3.4. Cup dipole for 70cm
The opposite happens at UHF and lower frequencies: all presented cavity antennas are physically too large to be practical. At low frequencies, a good hint is to look at the design of very compact coaxial-to-waveguide transitions. A practical solution in the 70cm band is a downscaled cup dipole as shown on the following drawing:
Fig.3.4.1 - Practical (downscaled) cup dipole for 70cm.
The aperture of this downscaled cup dipole corresponds to a simple waveguide horn. The expected radiation pattern is therefore similar to the much longer waveguide horn and the expected directivity is 8dBi or less. 8dBi may not seem much, but remember that this figure is achieved with a compact and weatherproof antenna at a relatively low frequency!
Since the half-wave dipole is installed rather close to the cavity wall, its expected radiating impedance will be very low. A folded dipole is therefore used for impedance transformation. The folded dipole is built on a printed-circuit board and requires a balanced 50-ohm feed.

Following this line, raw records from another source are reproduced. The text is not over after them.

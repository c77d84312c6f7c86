//! Mutation - a remote write with a pending/success/error lifecycle.
//!
//! ## Example
//!
//! ```ignore
//! let mut mutation = Mutation::new(RemoteRequest::post("/company/acme/follow"))
//!     .on_pending(|req| log::debug!("sending {}", req))
//!     .on_error(|err| log::warn!("follow failed: {}", err));
//!
//! let body = mutation.execute(&remote).await?;
//! assert_eq!(mutation.status(), MutationStatus::Success);
//! ```

use std::fmt;

use serde_json::Value;

use crate::remote::{Remote, RemoteError, RemoteRequest};

/// Lifecycle of a single mutation.
#[derive(Debug, Clone, Copy, PartialEq, Eq, Default)]
pub enum MutationStatus {
    #[default]
    Idle,
    Pending,
    Success,
    Error,
}

impl MutationStatus {
    pub fn is_settled(self) -> bool {
        matches!(self, MutationStatus::Success | MutationStatus::Error)
    }
}

/// A failed mutation.
#[derive(Debug, Clone, PartialEq, Eq)]
pub enum MutationError {
    /// The remote call failed or was rejected.
    Remote {
        request: String,
        source: RemoteError,
    },
    /// `execute` was called on a mutation that already ran.
    AlreadyExecuted(MutationStatus),
}

impl MutationError {
    /// HTTP-style status of the rejection, if the server answered.
    pub fn status(&self) -> Option<u16> {
        match self {
            MutationError::Remote { source, .. } => source.status,
            MutationError::AlreadyExecuted(_) => None,
        }
    }

    /// Message suitable for display to the user.
    pub fn user_message(&self) -> String {
        match self {
            MutationError::Remote { source, .. } => source.message.clone(),
            MutationError::AlreadyExecuted(_) => "request already sent".to_string(),
        }
    }
}

impl fmt::Display for MutationError {
    fn fmt(&self, f: &mut fmt::Formatter<'_>) -> fmt::Result {
        match self {
            MutationError::Remote { request, source } => {
                write!(f, "{} failed: {}", request, source)
            }
            MutationError::AlreadyExecuted(status) => {
                write!(f, "mutation already executed (status {:?})", status)
            }
        }
    }
}

impl std::error::Error for MutationError {
    fn source(&self) -> Option<&(dyn std::error::Error + 'static)> {
        match self {
            MutationError::Remote { source, .. } => Some(source),
            MutationError::AlreadyExecuted(_) => None,
        }
    }
}

type PendingHook = Box<dyn Fn(&RemoteRequest) + Send + Sync>;
type SuccessHook = Box<dyn Fn(&Value) + Send + Sync>;
type ErrorHook = Box<dyn Fn(&MutationError) + Send + Sync>;

/// One remote write and its lifecycle callbacks.
///
/// A mutation runs at most once; create a new one for the next write.
pub struct Mutation {
    request: RemoteRequest,
    status: MutationStatus,
    on_pending: Vec<PendingHook>,
    on_success: Vec<SuccessHook>,
    on_error: Vec<ErrorHook>,
}

impl Mutation {
    pub fn new(request: RemoteRequest) -> Self {
        Self {
            request,
            status: MutationStatus::Idle,
            on_pending: Vec::new(),
            on_success: Vec::new(),
            on_error: Vec::new(),
        }
    }

    /// Called right before the request is sent.
    pub fn on_pending<F>(mut self, hook: F) -> Self
    where
        F: Fn(&RemoteRequest) + Send + Sync + 'static,
    {
        self.on_pending.push(Box::new(hook));
        self
    }

    /// Called with the decoded response body on success.
    pub fn on_success<F>(mut self, hook: F) -> Self
    where
        F: Fn(&Value) + Send + Sync + 'static,
    {
        self.on_success.push(Box::new(hook));
        self
    }

    /// Called once with the error on failure.
    pub fn on_error<F>(mut self, hook: F) -> Self
    where
        F: Fn(&MutationError) + Send + Sync + 'static,
    {
        self.on_error.push(Box::new(hook));
        self
    }

    pub fn request(&self) -> &RemoteRequest {
        &self.request
    }

    pub fn status(&self) -> MutationStatus {
        self.status
    }

    /// Send the request and run the matching hooks. Never retried.
    pub async fn execute<X: Remote>(&mut self, remote: &X) -> Result<Value, MutationError> {
        if self.status != MutationStatus::Idle {
            return Err(MutationError::AlreadyExecuted(self.status));
        }

        self.status = MutationStatus::Pending;
        for hook in &self.on_pending {
            hook(&self.request);
        }

        match remote.call(&self.request).await {
            Ok(body) => {
                self.status = MutationStatus::Success;
                for hook in &self.on_success {
                    hook(&body);
                }
                Ok(body)
            }
            Err(source) => {
                self.status = MutationStatus::Error;
                let err = MutationError::Remote {
                    request: self.request.to_string(),
                    source,
                };
                for hook in &self.on_error {
                    hook(&err);
                }
                Err(err)
            }
        }
    }
}

impl fmt::Debug for Mutation {
    fn fmt(&self, f: &mut fmt::Formatter<'_>) -> fmt::Result {
        f.debug_struct("Mutation")
            .field("request", &self.request)
            .field("status", &self.status)
            .finish()
    }
}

The balun is simply a quarter-wavelength piece of RG-316/U thin teflon-dielectric coaxial cable forming a two-turn coil. The dipole is built on a piece of 1.6mm-thick FR4 laminate with 35um or thicker copper cladding. No etching is usually required. The copper cladding is marked with a sharp tip and the unnecessary copper foil is simply peeled off.
All of the folded-dipole components are shown on the following drawing, including two aluminum brackets used to bolt the dipole to the cavity wall:
Fig.3.4.2 - Folded-dipole dipole components for 70cm.
The measured E-plane and H-plane radiation patterns of the prototype cup dipole for 70cm are shown on the following plots:
Fig.3.4.3 - E-plane and H-plane radiation patterns.
The measured patterns in both planes at a number of different frequencies were used to compute the directivity as shown on the following plot:
Fig.3.4.4 - Directivity of the cup dipole for 70cm.